PhenoDEL as a Novel Screening Strategy Based on Intracellular Protein Degradation Activity

Targeted protein degradation (TPD), including proteolysis targeting chimeras (PROTACs) and molecular glue degraders (MGDs), is a promising therapeutic approach. However, systematic discovery of such small molecules remains a major challenge. Here, we present PhenoDEL, a novel phenotypic DNA-encoded library (DEL) screening platform that integrates one-bead one-compound DEL (OBOC-DEL) with the Beacon® optofluidic system for high-throughput, single-cell analysis. By co-culturing individual OBOC-DEL beads and engineered reporter cells in nanoliter-scale chambers, PhenoDEL enables direct observation of compound-induced protein degradation at single-cell resolution. We demonstrate this approach by identifying compounds that induce degradation of FKBP12 ^F36V -EGFP fusion proteins in PC-3 cells.
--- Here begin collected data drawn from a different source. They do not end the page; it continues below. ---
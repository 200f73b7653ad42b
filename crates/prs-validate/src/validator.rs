//! Contract validation.
//!
//! Validation is exhaustive, not fail-fast: every violation across the
//! whole table is collected before any routing decision, so a quarantine
//! log reports every problem at once.

use std::collections::HashMap;

use polars::prelude::{AnyValue, DataFrame, NamedFrom, Series};
use tracing::debug;

use prs_model::{FieldType, SchemaContract, Violation, ViolationKind};

use crate::coerce::{parse_boolean, parse_date_iso, parse_number};

/// Outcome of validating one transformed table.
#[derive(Debug, Clone)]
pub enum ValidationResult {
    /// The table conforms; typed columns are coerced to their declared types.
    Valid(DataFrame),
    /// The table does not conform; the input is left untouched.
    Invalid(Vec<Violation>),
}

impl ValidationResult {
    pub fn is_valid(&self) -> bool {
        matches!(self, ValidationResult::Valid(_))
    }

    pub fn violations(&self) -> &[Violation] {
        match self {
            ValidationResult::Valid(_) => &[],
            ValidationResult::Invalid(violations) => violations,
        }
    }
}

/// Validator for the canonical schema contract.
pub struct Validator<'a> {
    contract: &'a SchemaContract,
}

fn any_to_string(value: AnyValue) -> String {
    match value {
        AnyValue::Null => String::new(),
        AnyValue::String(s) => s.to_string(),
        AnyValue::StringOwned(s) => s.to_string(),
        other => other.to_string(),
    }
}

fn cell_string(df: &DataFrame, column: &str, idx: usize) -> String {
    match df.column(column) {
        Ok(series) => any_to_string(series.get(idx).unwrap_or(AnyValue::Null)),
        Err(_) => String::new(),
    }
}

impl<'a> Validator<'a> {
    pub fn new(contract: &'a SchemaContract) -> Self {
        Self { contract }
    }

    /// Validate a table against the contract.
    ///
    /// Returns `Valid` wrapping a frame whose contract columns are coerced
    /// to their declared types, or `Invalid` with every violation found.
    pub fn validate(&self, df: &DataFrame) -> ValidationResult {
        let columns: HashMap<String, String> = df
            .get_column_names()
            .iter()
            .map(|name| (name.to_lowercase(), name.to_string()))
            .collect();
        let height = df.height();
        let mut violations: Vec<Violation> = Vec::new();

        for field in self.contract.required_fields() {
            if !columns.contains_key(&field.name.to_lowercase()) {
                violations.push(Violation {
                    kind: ViolationKind::MissingRequiredField,
                    field: field.name.clone(),
                    row: None,
                    message: format!("required column {} not found", field.name),
                });
            }
        }

        for field in &self.contract.fields {
            let Some(column) = columns.get(&field.name.to_lowercase()) else {
                continue;
            };
            for idx in 0..height {
                let value = cell_string(df, column, idx);
                let trimmed = value.trim();
                if trimmed.is_empty() {
                    if field.required {
                        violations.push(Violation {
                            kind: ViolationKind::NullInRequiredField,
                            field: field.name.clone(),
                            row: Some(idx),
                            message: format!(
                                "required column {} is empty at row {idx}",
                                field.name
                            ),
                        });
                    }
                    continue;
                }
                let ok = match field.field_type {
                    FieldType::Text => true,
                    FieldType::Number => parse_number(trimmed).is_some(),
                    FieldType::Date => parse_date_iso(trimmed).is_some(),
                    FieldType::Boolean => parse_boolean(trimmed).is_some(),
                };
                if !ok {
                    violations.push(Violation {
                        kind: ViolationKind::TypeMismatch,
                        field: field.name.clone(),
                        row: Some(idx),
                        message: format!(
                            "value {trimmed:?} in column {} at row {idx} is not a {}",
                            field.name, field.field_type
                        ),
                    });
                }
            }
        }

        if !violations.is_empty() {
            debug!(violations = violations.len(), "validation failed");
            return ValidationResult::Invalid(violations);
        }

        match self.coerce(df) {
            Ok(coerced) => ValidationResult::Valid(coerced),
            Err(violation) => ValidationResult::Invalid(vec![violation]),
        }
    }

    /// Build the typed frame. Only called once the table is known clean,
    /// so any residual parse failure would be a logic error; it is still
    /// reported as a violation rather than panicking.
    fn coerce(&self, df: &DataFrame) -> Result<DataFrame, Violation> {
        let height = df.height();
        let names: Vec<String> = df
            .get_column_names()
            .iter()
            .map(|name| name.to_string())
            .collect();
        let mut columns = Vec::with_capacity(names.len());
        for name in &names {
            let field = self.contract.field(name);
            let column = match field.map(|f| f.field_type) {
                Some(FieldType::Number) => {
                    let values: Vec<Option<f64>> = (0..height)
                        .map(|idx| parse_number(&cell_string(df, name, idx)))
                        .collect();
                    Series::new(name.as_str().into(), values).into()
                }
                Some(FieldType::Boolean) => {
                    let values: Vec<Option<bool>> = (0..height)
                        .map(|idx| parse_boolean(&cell_string(df, name, idx)))
                        .collect();
                    Series::new(name.as_str().into(), values).into()
                }
                Some(FieldType::Date) => {
                    let values: Vec<String> = (0..height)
                        .map(|idx| {
                            parse_date_iso(&cell_string(df, name, idx)).unwrap_or_default()
                        })
                        .collect();
                    Series::new(name.as_str().into(), values).into()
                }
                Some(FieldType::Text) => {
                    let values: Vec<String> = (0..height)
                        .map(|idx| cell_string(df, name, idx).trim().to_string())
                        .collect();
                    Series::new(name.as_str().into(), values).into()
                }
                None => match df.column(name) {
                    Ok(column) => column.clone(),
                    Err(_) => {
                        return Err(Violation {
                            kind: ViolationKind::TypeMismatch,
                            field: name.clone(),
                            row: None,
                            message: format!("column {name} disappeared during coercion"),
                        });
                    }
                },
            };
            columns.push(column);
        }
        DataFrame::new(columns).map_err(|error| Violation {
            kind: ViolationKind::TypeMismatch,
            field: String::new(),
            row: None,
            message: format!("failed to assemble coerced frame: {error}"),
        })
    }
}
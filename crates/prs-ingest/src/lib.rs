pub mod discovery;
pub mod error;
pub mod header;
pub mod reader;

pub use discovery::list_source_files;
pub use error::{HeaderError, IngestError};
pub use header::{
    DATA_NUMERIC_RATIO_MIN, HEADER_SCAN_WINDOW, HEADER_TEXT_RATIO_MIN, HEADER_WIDTH_RATIO_MIN,
    HeaderOptions, HeaderSpec, forward_fill_labels, resolve_headers,
};
pub use reader::read_raw_table;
The workflow allows precise linkage between compound identity and cellular phenotype via DNA barcoding and next-generation sequencing. PhenoDEL overcomes limitations of conventional screening methods, offering high sensitivity, spatial control, and scalability. This platform holds significant potential for mechanism-driven drug discovery, including identification of novel PROTACs and MGDs.